Syracuse coach suffering through frustrating stretch

? Jim Boeheim hasn’t seen anything like it in his more than three decades of coaching at Syracuse.

Injuries are turning up everywhere, and this may be the first time he’s lost a key starter to an injury so early in a season.

“You coach the guys you have,” Boeheim said. “You do the best you can with them. If everybody gets sick and you only have five walk-ons, you coach them.”

Eric Devendorf, a junior and preseason All-Big East guard, tore his anterior cruciate ligament in his left knee Saturday night. Devendorf, averaging 17 points, had just led a fast break against East Tennessee State and passed to Paul Harris for a layup when he fell awkwardly near the Syracuse bench.

An MRI on Sunday revealed the injury, which happened not long after Devendorf appeared on the cover of Sports Illustrated. Devendorf joins junior shooting guard Andy Rautins on the bench. Rautins, who started 20 games in 2006-07 and became a key outside threat, is also out for the season with a torn ACL while playing during the summer.

“I don’t think we’ve ever lost a starter in the beginning of the year. It is so rare for a really good player to go down at all,” Boeheim said Tuesday night after the Orange defeated Colgate. “We’ve really never lost a starter, a guy who played a lot, since I’ve been here, and both of these injuries were freak injuries, just missteps. Usually, you get in traffic and somebody rolls into you and you hurt your knee.”

Adding to Boeheim’s woes was the loss of guard Josh Wright, the lone senior on the team. Wright, who started 27 games last season, logged only 19 total minutes in the four games he played this season and did not show for six others, including Saturday night.

Wright was not listed in the media notes Tuesday night for the first time this year, and Boeheim said Wright’s playing days at Syracuse essentially were over.

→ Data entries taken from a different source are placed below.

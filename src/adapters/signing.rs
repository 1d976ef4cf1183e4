//! The gateway's two HMAC-SHA256 canonicalizations.
//!
//! Outbound requests sign `login + x_date + body_digest`, where the digest
//! is the body's keys sorted alphabetically, each key immediately followed
//! by its value, no separators. Inbound webhooks sign
//! `login + x_date + compact_json(body)`, compact JSON in the key order
//! the event was received with. The gateway specifies both independently;
//! they are intentionally not the same scheme.

use {
    chrono::Utc,
    hmac::{Hmac, Mac},
    serde_json::Value,
    sha2::Sha256,
    subtle::ConstantTimeEq,
};

type HmacSha256 = Hmac<Sha256>;

/// `X-Date` header value: ISO-8601 UTC with milliseconds and a `Z` suffix.
pub fn x_date_now() -> String {
    Utc::now().format("%Y-%m-%dT%H:%M:%S%.3fZ").to_string()
}

/// Digest for outbound request signing.
///
/// `{"amount":400,"currency":"USD"}` → `"amount400currencyUSD"`.
pub fn request_body_digest(body: &Value) -> String {
    let Some(object) = body.as_object() else {
        return String::new();
    };
    let mut entries: Vec<(&String, &Value)> = object.iter().collect();
    entries.sort_by(|a, b| a.0.cmp(b.0));

    let mut digest = String::new();
    for (key, value) in entries {
        digest.push_str(key);
        digest.push_str(&scalar_repr(value));
    }
    digest
}

fn scalar_repr(value: &Value) -> String {
    match value {
        Value::String(s) => s.clone(),
        Value::Number(n) => n.to_string(),
        Value::Bool(b) => b.to_string(),
        Value::Null => "null".to_string(),
        nested => nested.to_string(),
    }
}

/// Compact serialization preserving the received key order. Relies on
/// serde_json's `preserve_order` feature; re-ordering keys here would
/// invalidate every inbound signature.
pub fn compact_json(body: &Value) -> String {
    body.to_string()
}

fn hmac_hex(secret: &str, message: &str) -> String {
    hex::encode(hmac_bytes(secret, message))
}

fn hmac_bytes(secret: &str, message: &str) -> Vec<u8> {
    let mut mac = HmacSha256::new_from_slice(secret.as_bytes())
        .expect("HMAC accepts keys of any length");
    mac.update(message.as_bytes());
    mac.finalize().into_bytes().to_vec()
}

/// Signature for an outbound gateway request.
pub fn sign_request(secret: &str, login: &str, x_date: &str, body: &Value) -> String {
    let message = format!("{login}{x_date}{}", request_body_digest(body));
    hmac_hex(secret, &message)
}

/// Signature the gateway attaches to a webhook delivery.
pub fn sign_webhook(secret: &str, login: &str, x_date: &str, body: &Value) -> String {
    let message = format!("{login}{x_date}{}", compact_json(body));
    hmac_hex(secret, &message)
}

/// Constant-time verification of an inbound webhook signature.
pub fn verify_webhook_signature(
    secret: &str,
    login: &str,
    x_date: &str,
    body: &Value,
    signature_hex: &str,
) -> bool {
    let Ok(provided) = hex::decode(signature_hex) else {
        return false;
    };
    let message = format!("{login}{x_date}{}", compact_json(body));
    let expected = hmac_bytes(secret, &message);
    expected.ct_eq(provided.as_slice()).into()
}

/// Extract the hex signature from an
/// `Authorization: V2-HMAC-SHA256, Signature: <64-hex>` header.
pub fn extract_signature(authorization: &str) -> Option<&str> {
    if !authorization.trim_start().starts_with("V2-HMAC-SHA256") {
        return None;
    }
    let (_, tail) = authorization.split_once("Signature:")?;
    let signature = tail.trim();
    let is_hex = signature.len() == 64 && signature.chars().all(|c| c.is_ascii_hexdigit());
    is_hex.then_some(signature)
}

#[cfg(test)]
mod tests {
    use super::*;
    use serde_json::json;

    const SECRET: &str = "test-business-secret";
    const LOGIN: &str = "test-login";
    const X_DATE: &str = "2024-03-12T03:27:34.123Z";

    #[test]
    fn digest_matches_documented_example() {
        let body = json!({"amount": 400, "currency": "USD"});
        assert_eq!(request_body_digest(&body), "amount400currencyUSD");
    }

    #[test]
    fn digest_sorts_keys() {
        let body = json!({"currency": "USD", "amount": 400});
        assert_eq!(request_body_digest(&body), "amount400currencyUSD");
    }

    #[test]
    fn empty_body_digest_is_empty() {
        assert_eq!(request_body_digest(&json!({})), "");
        assert_eq!(request_body_digest(&Value::Null), "");
    }

    #[test]
    fn compact_json_has_no_whitespace_and_keeps_order() {
        let body: Value =
            serde_json::from_str("{\"b\": 1, \"a\": {\"x\": true} }").unwrap();
        assert_eq!(compact_json(&body), "{\"b\":1,\"a\":{\"x\":true}}");
    }

    #[test]
    fn canonicalizations_differ_for_the_same_body() {
        let body = json!({"currency": "USD", "amount": 400});
        assert_ne!(
            sign_request(SECRET, LOGIN, X_DATE, &body),
            sign_webhook(SECRET, LOGIN, X_DATE, &body),
        );
    }

    #[test]
    fn webhook_roundtrip_verifies() {
        let body = json!({"event_type": "payment_order.paid", "data": {"public_code": "pc"}});
        let signature = sign_webhook(SECRET, LOGIN, X_DATE, &body);
        assert!(verify_webhook_signature(SECRET, LOGIN, X_DATE, &body, &signature));
    }

    #[test]
    fn flipped_signature_bit_rejected() {
        let body = json!({"event_type": "payment_order.paid"});
        let signature = sign_webhook(SECRET, LOGIN, X_DATE, &body);

        let mut flipped = signature.clone().into_bytes();
        // Swap one hex digit; stays within the hex alphabet.
        flipped[0] = if flipped[0] == b'0' { b'1' } else { b'0' };
        let flipped = String::from_utf8(flipped).unwrap();
        assert_ne!(flipped, signature);
        assert!(!verify_webhook_signature(SECRET, LOGIN, X_DATE, &body, &flipped));

        assert!(!verify_webhook_signature("other-secret", LOGIN, X_DATE, &body, &signature));
        assert!(!verify_webhook_signature(SECRET, "other-login", X_DATE, &body, &signature));
        assert!(!verify_webhook_signature(SECRET, LOGIN, X_DATE, &body, "zz"));
    }

    #[test]
    fn extract_signature_accepts_documented_form() {
        let sig = "a".repeat(64);
        let header = format!("V2-HMAC-SHA256, Signature: {sig}");
        assert_eq!(extract_signature(&header), Some(sig.as_str()));
    }

    #[test]
    fn extract_signature_rejects_malformed_headers() {
        assert_eq!(extract_signature(""), None);
        assert_eq!(extract_signature("Bearer abc"), None);
        assert_eq!(extract_signature("V2-HMAC-SHA256"), None);
        // Too short.
        assert_eq!(extract_signature("V2-HMAC-SHA256, Signature: abcd"), None);
        // Not hex.
        let bad = format!("V2-HMAC-SHA256, Signature: {}", "g".repeat(64));
        assert_eq!(extract_signature(&bad), None);
    }

    #[test]
    fn x_date_has_millisecond_precision() {
        let stamp = x_date_now();
        assert!(stamp.ends_with('Z'));
        // 2024-03-12T03:27:34.123Z
        assert_eq!(stamp.len(), 24);
        assert_eq!(&stamp[23..], "Z");
        assert_eq!(&stamp[19..20], ".");
    }
}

“He left school, never took a test, just left,” Boeheim said.

Which led the Hall of Fame coach to reach another milestone: Boeheim tabbed Scoop Jardine to take Devendorf’s spot, giving the Orange three freshmen – Jardine, forward Donte Greene and point guard Jonny Flynn – in a starting lineup for the first time in program history.

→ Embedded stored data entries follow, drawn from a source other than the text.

use crate::{domain::audit::NewAuditEntry, infra::store::Store};

/// Append an audit entry, best-effort. A logging failure must never abort
/// the admin action it is recording, so errors are logged and swallowed.
pub async fn record(store: &dyn Store, entry: NewAuditEntry) {
    match store.append_audit(&entry).await {
        Ok(()) => tracing::info!(
            action = %entry.action,
            actor = %entry.actor_email,
            entity = %entry.entity,
            entity_id = ?entry.entity_id,
            "audit entry recorded"
        ),
        Err(e) => tracing::error!(
            error = %e,
            action = %entry.action,
            actor = %entry.actor_email,
            entity = %entry.entity,
            entity_id = ?entry.entity_id,
            detail = %entry.detail,
            "audit log write failed"
        ),
    }
}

Also on the floor was junior center Arinze Onuaku, who had surgery on his left knee before last season and never played. And on the bench was sophomore power forward Devin Brennan-McBride, who is facing a third operation on his left shoulder, will not play this season, and has to decide whether he wants to come back next year.

Boeheim shrugged it off.

“You’d like to have Eric,” he said. “You’d like to have Andy. The only thing that crosses my thoughts are the guys we have and how can we utilize these guys.”

No need for much pity.

Syracuse (8-3), which has been ranked once this season, has one of the top freshman classes in the country. Greene is averaging 19.5 points and Flynn has been a solid floor leader, averaging 14 points, 6.2 assists and only 2.9 turnovers. Jardine finished his first start with four points, five assists and four turnovers in a season-high 29 minutes.

Boeheim, who is down to nine scholarship players, said every player on the roster would help the team overcome the loss of the fiery Devendorf. He backed that statement by playing all nine against Colgate, including 6-foot-11 freshman center Sean Williams, who had two dunks and two blocks in eight minutes, the first action of his Syracuse career.

“We really didn’t change anything,” Flynn said.